Иллюстрация: Getty Images
Наглое самодовольство, презрение ко всем, кто не ходит строем, к слишком умным, да еще и надевшим шляпу, культ силы, «простоты» и архаичной маскулинности, скабрезные шутки — все это буквально затопило страну. Не стыдно, но, наоборот, почетно сказать с экрана, что я, мол, гомофоб и тем горжусь. Гомосексуалов, кстати, большинство людей не любит не только у нас, но и везде, но еще недавно прокламировать это считалось неприличным. Пока еще не принято открыто говорить о собственном расизме, но он булькает под тонкой корочкой запрета и вырывается наружу при первой же возможности, как это случилось, когда сирийцы сбили наш самолет, а начальство в неизъяснимой мудрости своей обвинило в этом Израиль.
Стиль — это серьезно. Дело не только в том, что интеллигентные люди под давлением торжествующего жлобства, а вовсе не исключительно по экономическим или политическим причинам покидают страну — видеть, говорят, этого больше не могу, дышать здесь нечем. Это, конечно, снижает удельный вес образованных профессионалов и людей с высокой креативностью в российском населении. Но проблема не сводится только к растущей эмиграции. Стилистические разногласия зачастую важнее политических — они не оставляют возможности договориться.
Человек российский должен уважать силу, верить в благотворность самовластия и с презрением относиться к каждому, кто не похож на него
Можно представить себе, например, что вы, не соглашаясь изначально с войной в Сирии, услышите в серьезном спокойном разговоре аргументы за эту войну — лично мне они неизвестны, но, может быть, они существуют — и в чем-то подкорректируете свое суждение. Но вы никогда не согласитесь, да и не будете всерьез говорить с человеком, ведущим себя как уголовник из советского кинофильма. Вы не услышите его аргументов, даже если они у него есть, а он не услышит ваших.

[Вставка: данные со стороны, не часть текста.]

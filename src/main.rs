// main.rs - Server bootstrap: configuration, logging, backends and routing
use actix_cors::Cors;
use actix_web::http::header;
use actix_web::middleware::{Compress, DefaultHeaders, Logger};
use actix_web::{web, App, HttpServer};
use actix_web_httpauth::middleware::HttpAuthentication;
use anyhow::Context;
use rand::distributions::Alphanumeric;
use rand::{thread_rng, Rng};
use std::env;
use std::sync::Arc;
use tracing_subscriber::{layer::SubscriberExt, util::SubscriberInitExt};

mod auth;
mod auth_handlers;
mod coerce;
mod config;
mod db;
mod error;
mod monitoring;
mod report_handlers;
mod reports;

use auth::{jwt_middleware, AuthService, NewUser, Role, User};
use config::{load_config, Config, SecurityConfig};
use db::{Connections, Database};
use monitoring::{Metrics, RequestLogger};
use reports::store::ReportBackend;

const DEFAULT_ADMIN_USERNAME: &str = "admin";

#[actix_web::main]
async fn main() -> anyhow::Result<()> {
    // Load configuration (this calls load_env_file internally)
    let config = load_config()?;
    setup_logging(&config)?;
    config.print_startup_info();

    let connections = Connections::resolve(&config).await?;

    let auth_service = Arc::new(AuthService::new(&config.auth));

    match connections.primary_handle() {
        Some(primary) => {
            db::run_migrations(primary).await?;
            create_default_admin_if_needed(primary, &auth_service).await?;
        }
        None => log::warn!(
            "Primary {} database unavailable; authentication and user routes will fail",
            connections.main_kind()
        ),
    }

    let report_backend = ReportBackend::from_database(connections.secondary_handle());
    if report_backend.store().is_err() {
        log::warn!("SIK MySQL database unavailable; report routes will fail");
    }

    let bind_address = format!("{}:{}", config.server.host, config.server.port);
    log::info!("Starting server at http://{}", bind_address);

    let metrics = Arc::new(Metrics::new());
    let workers = config.server.workers;
    let is_production = config.is_production();

    let connections = web::Data::new(connections);
    let report_backend = web::Data::new(report_backend);
    let auth_data = web::Data::new(auth_service);
    let config_data = web::Data::new(config);
    let metrics_data = web::Data::new(metrics.clone());

    let mut server = HttpServer::new(move || {
        let cors = setup_cors(&config_data.security.allowed_origins, is_production);
        let security_headers = setup_security_headers(&config_data.security);

        App::new()
            .wrap(RequestLogger::new(metrics.clone()))
            .wrap(Compress::default())
            .wrap(Logger::default())
            .wrap(security_headers)
            .wrap(cors)
            .app_data(connections.clone())
            .app_data(report_backend.clone())
            .app_data(auth_data.clone())
            .app_data(config_data.clone())
            .app_data(metrics_data.clone())
            .app_data(auth_handlers::json_config())
            // Public routes first so the authenticated /api scope does not shadow them.
            .configure(monitoring::configure)
            .configure(report_handlers::configure)
            .configure(auth_handlers::configure_public)
            .service(
                web::scope("/api")
                    .wrap(HttpAuthentication::bearer(jwt_middleware))
                    .configure(auth_handlers::configure_protected),
            )
    });

    if let Some(workers) = workers {
        server = server.workers(workers);
    }

    server
        .bind(&bind_address)
        .with_context(|| format!("Failed to bind {}", bind_address))?
        .run()
        .await
        .context("Server failed to run")?;

    Ok(())
}

// ==================== HELPER FUNCTIONS ====================

/// Wildcard origins are only honoured outside production; `validate` already
/// refuses them in production configs.
fn setup_cors(allowed_origins: &[String], is_production: bool) -> Cors {
    let mut cors = Cors::default()
        .allowed_methods(vec!["GET", "POST", "PUT", "DELETE", "OPTIONS"])
        .allowed_headers(vec![
            header::AUTHORIZATION,
            header::CONTENT_TYPE,
            header::ACCEPT,
        ])
        .expose_headers(vec![header::CONTENT_LENGTH])
        .max_age(3600);

    if allowed_origins.iter().any(|o| o == "*") && !is_production {
        log::warn!("Using wildcard CORS (*) in development mode");
        return cors.allow_any_origin().allow_any_header().allow_any_method();
    }

    for origin in allowed_origins.iter().filter(|o| !o.is_empty() && o.as_str() != "*") {
        cors = cors.allowed_origin(origin);
    }
    cors
}

fn setup_logging(config: &Config) -> anyhow::Result<()> {
    let filter = tracing_subscriber::EnvFilter::try_from_default_env()
        .unwrap_or_else(|_| tracing_subscriber::EnvFilter::new(&config.logging.level));
    let registry = tracing_subscriber::registry().with(filter);

    if config.logging.format.eq_ignore_ascii_case("json") {
        registry
            .with(tracing_subscriber::fmt::layer().json())
            .try_init()
            .context("Failed to install JSON log subscriber")?;
    } else {
        registry
            .with(tracing_subscriber::fmt::layer())
            .try_init()
            .context("Failed to install log subscriber")?;
    }

    Ok(())
}

fn setup_security_headers(config: &SecurityConfig) -> DefaultHeaders {
    let mut headers = DefaultHeaders::new()
        .add(("X-Content-Type-Options", "nosniff"))
        .add(("X-Frame-Options", "DENY"))
        .add(("X-XSS-Protection", "1; mode=block"))
        .add(("Referrer-Policy", "strict-origin-when-cross-origin"));

    if config.require_https {
        headers = headers.add((
            "Strict-Transport-Security",
            "max-age=31536000; includeSubDomains; preload",
        ));
    }

    headers
}

fn generate_password() -> String {
    thread_rng()
        .sample_iter(&Alphanumeric)
        .take(16)
        .map(char::from)
        .collect()
}

async fn create_default_admin_if_needed(
    db: &Database,
    auth_service: &AuthService,
) -> anyhow::Result<()> {
    let user_count = User::count(db)
        .await
        .map_err(|e| anyhow::anyhow!("Failed to count users: {}", e))?;
    if user_count > 0 {
        return Ok(());
    }

    let (password, generated) = match env::var("DEFAULT_ADMIN_PASSWORD") {
        Ok(password) if !password.is_empty() => (password, false),
        _ => (generate_password(), true),
    };

    let password_hash = auth_service
        .hash_password(&password)
        .map_err(|e| anyhow::anyhow!("Failed to hash default admin password: {}", e))?;

    User::create(
        db,
        NewUser {
            username: DEFAULT_ADMIN_USERNAME.to_string(),
            password_hash,
            role: Role::Admin,
            name: "Administrator".to_string(),
        },
    )
    .await
    .map_err(|e| anyhow::anyhow!("Failed to create default admin user: {}", e))?;

    log::warn!("Default admin user created:");
    log::warn!("  Username: {}", DEFAULT_ADMIN_USERNAME);
    if generated {
        log::warn!("  Password: {} (generated - CHANGE IMMEDIATELY!)", password);
    } else {
        log::warn!("  Password: taken from DEFAULT_ADMIN_PASSWORD");
    }

    Ok(())
}
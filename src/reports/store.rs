// src/reports/store.rs - Data access seam for report queries
use async_trait::async_trait;
use sqlx::{MySql, Postgres};
use std::sync::Arc;

use super::query::BoundQuery;
use crate::coerce::RawRow;
use crate::db::Database;
use crate::error::{ApiError, ApiResult};

#[async_trait]
pub trait ReportStore: Send + Sync {
    /// Runs one bound report query and decodes every row.
    async fn fetch_rows(&self, query: &BoundQuery) -> Result<Vec<RawRow>, sqlx::Error>;
}

/// Report queries against a live pool (the SIK hospital database).
pub struct SqlReportStore {
    db: Database,
}

impl SqlReportStore {
    pub fn new(db: Database) -> Self {
        Self { db }
    }
}

#[async_trait]
impl ReportStore for SqlReportStore {
    async fn fetch_rows(&self, query: &BoundQuery) -> Result<Vec<RawRow>, sqlx::Error> {
        let sql = self.db.sql(&query.sql);
        log::debug!("Running {} query with {} params", query.kind, query.params.len());

        match &self.db {
            Database::MySql(pool) => {
                let mut q = sqlx::query::<MySql>(&sql);
                for param in &query.params {
                    q = q.bind(*param);
                }
                let rows = q.fetch_all(pool).await?;
                Ok(rows.iter().map(RawRow::from_mysql).collect())
            }
            Database::Postgres(pool) => {
                let mut q = sqlx::query::<Postgres>(&sql);
                for param in &query.params {
                    q = q.bind(*param);
                }
                let rows = q.fetch_all(pool).await?;
                Ok(rows.iter().map(RawRow::from_postgres).collect())
            }
        }
    }
}

/// Shared handle given to report handlers. Empty when the reporting backend
/// could not be reached at startup.
#[derive(Clone)]
pub struct ReportBackend {
    store: Option<Arc<dyn ReportStore>>,
}

impl ReportBackend {
    pub fn new(store: Option<Arc<dyn ReportStore>>) -> Self {
        Self { store }
    }

    pub fn from_database(db: Option<&Database>) -> Self {
        Self::new(db.map(|db| Arc::new(SqlReportStore::new(db.clone())) as Arc<dyn ReportStore>))
    }

    pub fn store(&self) -> ApiResult<&dyn ReportStore> {
        self.store.as_deref().ok_or_else(|| {
            ApiError::BackendUnavailable("Koneksi ke database MySQL tidak tersedia".to_string())
        })
    }
}


#[cfg(test)]
mod tests {
    use super::memory::MemoryStore;
    use super::*;
    use crate::coerce::RawValue;
    use crate::reports::query::{self, QueryKind};
    use crate::reports::DateRange;
    use chrono::NaiveDate;

    #[test]
    fn test_unavailable_backend() {
        let backend = ReportBackend::new(None);
        assert!(matches!(backend.store(), Err(ApiError::BackendUnavailable(_))));
        assert!(ReportBackend::from_database(None).store().is_err());
    }

    #[actix_web::test]
    async fn test_memory_store_records_calls() {
        let store = MemoryStore::new()
            .with_rows(QueryKind::FreeSale, vec![RawRow::new().with("total", RawValue::Int(5))])
            .failing(QueryKind::Receiving, "table missing");
        let range = DateRange::new(
            NaiveDate::from_ymd_opt(2024, 1, 1).unwrap(),
            NaiveDate::from_ymd_opt(2024, 1, 31).unwrap(),
        );

        let rows = store.fetch_rows(&query::free_sales(&range)).await.unwrap();
        assert_eq!(rows.len(), 1);
        assert!(store.fetch_rows(&query::receiving(&range)).await.is_err());
        assert!(store.fetch_rows(&query::receivables(crate::reports::ReportKind::RawatInap, &range)).await.unwrap().is_empty());
        assert_eq!(store.calls().len(), 3);
    }
}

Сторонники разных точек зрения могут и должны договариваться. Хотя бы потому, что у нас, как и в любой стране, никогда не будет единомыслия — не на уровне официальном, где оно вполне возможно, а в жизни. Никогда условные левые и условные правые не победят друг друга окончательно — они могут, если мы доживем до демократии, победить на выборах и сформировать правительство, но проигравшие останутся в стране и могут вернуться к власти в следующий избирательный цикл. Да и различия не всегда фатальны. Так, в сегодняшней России многие сторонники разных идеологий требуют одного и того же — честных выборов, например, или реально независимых судов. В принципе, можно не только договариваться, поняв приоритеты друг друга, но и, если эти приоритеты не предполагают уничтожения оппонента, взаимодействовать.
За отношением к той же войне в Сирии могут стоять разные факты и оценки, разное понимание угроз и интересов. И это можно обсуждать. А за доминирующей у нас стилистикой — картина мира. Мира, в котором вам нет места. Мира, в котором вы должны занимать низшую ступень в естественной для нашего мейнстрима уголовной иерархии.
Большевики пытались — до сих пор спорим, насколько успешно — сформировать нового человека. Он, человек советский, должен был работать бесплатно и полностью отдавать свою судьбу в руки государства. Человеку российскому не возбраняется зарабатывать деньги и во многом самому строить свою судьбу. Он лишь должен уважать силу, верить в благотворность самовластия и с презрением относиться к каждому, кто не похож на него.